+++ Supplied records +++

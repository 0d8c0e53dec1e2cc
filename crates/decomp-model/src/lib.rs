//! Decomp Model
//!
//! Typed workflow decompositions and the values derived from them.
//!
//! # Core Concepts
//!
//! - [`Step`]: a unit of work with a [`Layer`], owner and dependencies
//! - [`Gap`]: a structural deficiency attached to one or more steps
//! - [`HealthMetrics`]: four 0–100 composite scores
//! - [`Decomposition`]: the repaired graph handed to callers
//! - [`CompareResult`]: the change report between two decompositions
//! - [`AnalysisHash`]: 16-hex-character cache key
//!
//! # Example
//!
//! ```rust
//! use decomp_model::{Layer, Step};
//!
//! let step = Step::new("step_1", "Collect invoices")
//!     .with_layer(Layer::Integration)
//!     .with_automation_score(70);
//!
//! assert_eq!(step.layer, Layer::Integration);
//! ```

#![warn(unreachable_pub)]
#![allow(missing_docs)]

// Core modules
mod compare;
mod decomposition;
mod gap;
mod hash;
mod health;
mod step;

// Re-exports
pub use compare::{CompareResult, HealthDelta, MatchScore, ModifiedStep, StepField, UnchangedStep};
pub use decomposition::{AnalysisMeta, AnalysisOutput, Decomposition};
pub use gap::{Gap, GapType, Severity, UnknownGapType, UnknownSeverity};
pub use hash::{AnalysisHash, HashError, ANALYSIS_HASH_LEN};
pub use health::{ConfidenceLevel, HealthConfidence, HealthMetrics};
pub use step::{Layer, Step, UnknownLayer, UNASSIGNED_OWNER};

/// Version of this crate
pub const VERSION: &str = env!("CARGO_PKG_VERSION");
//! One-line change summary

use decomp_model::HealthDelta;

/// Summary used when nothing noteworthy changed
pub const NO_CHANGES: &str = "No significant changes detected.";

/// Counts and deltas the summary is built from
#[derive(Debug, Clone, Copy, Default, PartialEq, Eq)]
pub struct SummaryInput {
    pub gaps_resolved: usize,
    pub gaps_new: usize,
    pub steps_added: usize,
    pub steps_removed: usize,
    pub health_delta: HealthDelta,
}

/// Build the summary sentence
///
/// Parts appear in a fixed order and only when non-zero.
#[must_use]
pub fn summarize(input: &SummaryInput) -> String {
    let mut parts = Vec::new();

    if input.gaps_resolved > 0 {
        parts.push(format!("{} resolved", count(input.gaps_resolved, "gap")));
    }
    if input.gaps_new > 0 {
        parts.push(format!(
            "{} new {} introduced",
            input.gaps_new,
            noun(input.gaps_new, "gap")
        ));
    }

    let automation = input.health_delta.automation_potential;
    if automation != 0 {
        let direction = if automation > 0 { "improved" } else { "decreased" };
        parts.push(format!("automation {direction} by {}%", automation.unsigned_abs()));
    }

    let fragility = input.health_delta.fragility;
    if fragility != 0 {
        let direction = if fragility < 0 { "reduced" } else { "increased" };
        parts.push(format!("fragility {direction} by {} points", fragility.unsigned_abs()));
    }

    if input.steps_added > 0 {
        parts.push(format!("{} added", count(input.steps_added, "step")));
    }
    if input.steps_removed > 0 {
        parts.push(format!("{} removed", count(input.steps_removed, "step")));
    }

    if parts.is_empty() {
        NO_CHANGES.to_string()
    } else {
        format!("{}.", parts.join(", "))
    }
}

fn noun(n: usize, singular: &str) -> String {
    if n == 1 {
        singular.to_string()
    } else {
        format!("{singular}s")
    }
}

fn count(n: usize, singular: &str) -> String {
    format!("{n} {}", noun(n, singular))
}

+++
+++ Supplied records +++

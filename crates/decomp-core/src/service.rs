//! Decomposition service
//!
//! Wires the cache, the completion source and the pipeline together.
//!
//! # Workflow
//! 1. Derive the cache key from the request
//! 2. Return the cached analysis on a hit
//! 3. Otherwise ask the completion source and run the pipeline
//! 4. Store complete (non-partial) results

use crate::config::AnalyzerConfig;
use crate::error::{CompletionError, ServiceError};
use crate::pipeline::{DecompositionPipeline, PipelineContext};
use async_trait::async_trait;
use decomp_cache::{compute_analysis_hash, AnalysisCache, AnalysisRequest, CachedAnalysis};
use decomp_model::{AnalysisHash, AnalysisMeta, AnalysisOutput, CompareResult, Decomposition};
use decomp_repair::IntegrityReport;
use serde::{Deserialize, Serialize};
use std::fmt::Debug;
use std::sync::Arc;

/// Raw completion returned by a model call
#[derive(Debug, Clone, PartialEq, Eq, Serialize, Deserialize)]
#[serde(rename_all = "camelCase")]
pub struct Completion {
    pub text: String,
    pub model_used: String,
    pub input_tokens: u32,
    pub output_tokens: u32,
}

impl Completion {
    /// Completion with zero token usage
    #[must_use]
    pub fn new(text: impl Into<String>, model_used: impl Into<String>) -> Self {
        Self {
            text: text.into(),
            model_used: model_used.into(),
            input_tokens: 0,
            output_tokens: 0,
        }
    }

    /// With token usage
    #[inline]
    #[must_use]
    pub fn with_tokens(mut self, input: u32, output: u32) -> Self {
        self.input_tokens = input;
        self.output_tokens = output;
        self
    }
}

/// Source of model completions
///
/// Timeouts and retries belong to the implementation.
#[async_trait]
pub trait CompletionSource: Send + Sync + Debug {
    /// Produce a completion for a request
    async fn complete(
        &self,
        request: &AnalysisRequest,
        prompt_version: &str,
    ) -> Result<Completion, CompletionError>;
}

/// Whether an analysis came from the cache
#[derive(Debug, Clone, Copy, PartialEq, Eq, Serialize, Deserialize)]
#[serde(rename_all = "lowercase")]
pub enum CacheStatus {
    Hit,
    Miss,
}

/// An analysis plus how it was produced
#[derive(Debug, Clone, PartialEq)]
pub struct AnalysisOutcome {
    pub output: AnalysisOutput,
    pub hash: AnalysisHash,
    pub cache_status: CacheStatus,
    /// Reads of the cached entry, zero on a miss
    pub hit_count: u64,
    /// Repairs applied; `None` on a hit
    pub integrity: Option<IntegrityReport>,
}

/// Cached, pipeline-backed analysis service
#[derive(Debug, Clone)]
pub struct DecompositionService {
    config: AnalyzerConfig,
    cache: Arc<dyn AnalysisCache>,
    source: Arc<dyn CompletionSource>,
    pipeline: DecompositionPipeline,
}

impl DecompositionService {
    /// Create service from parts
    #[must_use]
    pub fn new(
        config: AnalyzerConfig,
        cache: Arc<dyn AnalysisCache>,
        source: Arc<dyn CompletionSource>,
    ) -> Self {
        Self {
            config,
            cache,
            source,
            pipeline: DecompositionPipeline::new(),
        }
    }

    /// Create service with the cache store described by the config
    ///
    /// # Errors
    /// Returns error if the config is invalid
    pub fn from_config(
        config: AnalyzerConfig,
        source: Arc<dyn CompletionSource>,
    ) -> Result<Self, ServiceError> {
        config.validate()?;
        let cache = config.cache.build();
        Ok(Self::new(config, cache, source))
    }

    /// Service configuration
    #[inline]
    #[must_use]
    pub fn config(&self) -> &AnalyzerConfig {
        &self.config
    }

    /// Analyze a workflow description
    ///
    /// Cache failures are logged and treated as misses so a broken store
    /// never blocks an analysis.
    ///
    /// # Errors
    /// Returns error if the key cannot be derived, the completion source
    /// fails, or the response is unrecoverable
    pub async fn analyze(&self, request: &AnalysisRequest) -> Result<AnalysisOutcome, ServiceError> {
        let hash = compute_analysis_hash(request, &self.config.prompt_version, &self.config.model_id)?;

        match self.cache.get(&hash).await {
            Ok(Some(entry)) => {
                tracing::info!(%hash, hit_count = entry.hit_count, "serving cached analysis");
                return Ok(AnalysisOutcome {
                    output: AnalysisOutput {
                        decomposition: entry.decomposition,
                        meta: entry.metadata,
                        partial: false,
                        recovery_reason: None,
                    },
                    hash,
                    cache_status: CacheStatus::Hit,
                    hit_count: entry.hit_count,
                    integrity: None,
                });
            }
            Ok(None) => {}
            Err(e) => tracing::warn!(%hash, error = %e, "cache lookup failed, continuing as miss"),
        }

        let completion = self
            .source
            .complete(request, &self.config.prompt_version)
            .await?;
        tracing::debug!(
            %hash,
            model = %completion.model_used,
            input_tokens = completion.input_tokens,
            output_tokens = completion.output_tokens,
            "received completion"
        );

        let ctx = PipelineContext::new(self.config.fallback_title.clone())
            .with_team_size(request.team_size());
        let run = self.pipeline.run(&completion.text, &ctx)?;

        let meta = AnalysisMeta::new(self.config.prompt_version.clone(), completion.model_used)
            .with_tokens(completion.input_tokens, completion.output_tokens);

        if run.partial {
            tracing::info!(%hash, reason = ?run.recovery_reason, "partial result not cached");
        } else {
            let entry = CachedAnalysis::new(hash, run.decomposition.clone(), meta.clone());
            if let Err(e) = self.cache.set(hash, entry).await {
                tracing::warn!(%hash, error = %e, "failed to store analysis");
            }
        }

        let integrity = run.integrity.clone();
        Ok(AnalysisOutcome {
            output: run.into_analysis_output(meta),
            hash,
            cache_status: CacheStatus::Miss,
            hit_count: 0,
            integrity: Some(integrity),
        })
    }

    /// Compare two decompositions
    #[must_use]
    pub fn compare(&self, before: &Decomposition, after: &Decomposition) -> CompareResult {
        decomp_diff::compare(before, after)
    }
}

+++

(Problem to work on) From the line containing "or more steps" down to the line containing "#![warn(unreachable_pub)]" in the material above, reproduce every line exactly, including the two end lines.

(Response to this task)
//! - [`Gap`]: a structural deficiency attached to one or more steps
//! - [`HealthMetrics`]: four 0–100 composite scores
//! - [`Decomposition`]: the repaired graph handed to callers
//! - [`CompareResult`]: the change report between two decompositions
//! - [`AnalysisHash`]: 16-hex-character cache key
//!
//! # Example
//!
//! ```rust
//! use decomp_model::{Layer, Step};
//!
//! let step = Step::new("step_1", "Collect invoices")
//!     .with_layer(Layer::Integration)
//!     .with_automation_score(70);
//!
//! assert_eq!(step.layer, Layer::Integration);
//! ```

#![warn(unreachable_pub)]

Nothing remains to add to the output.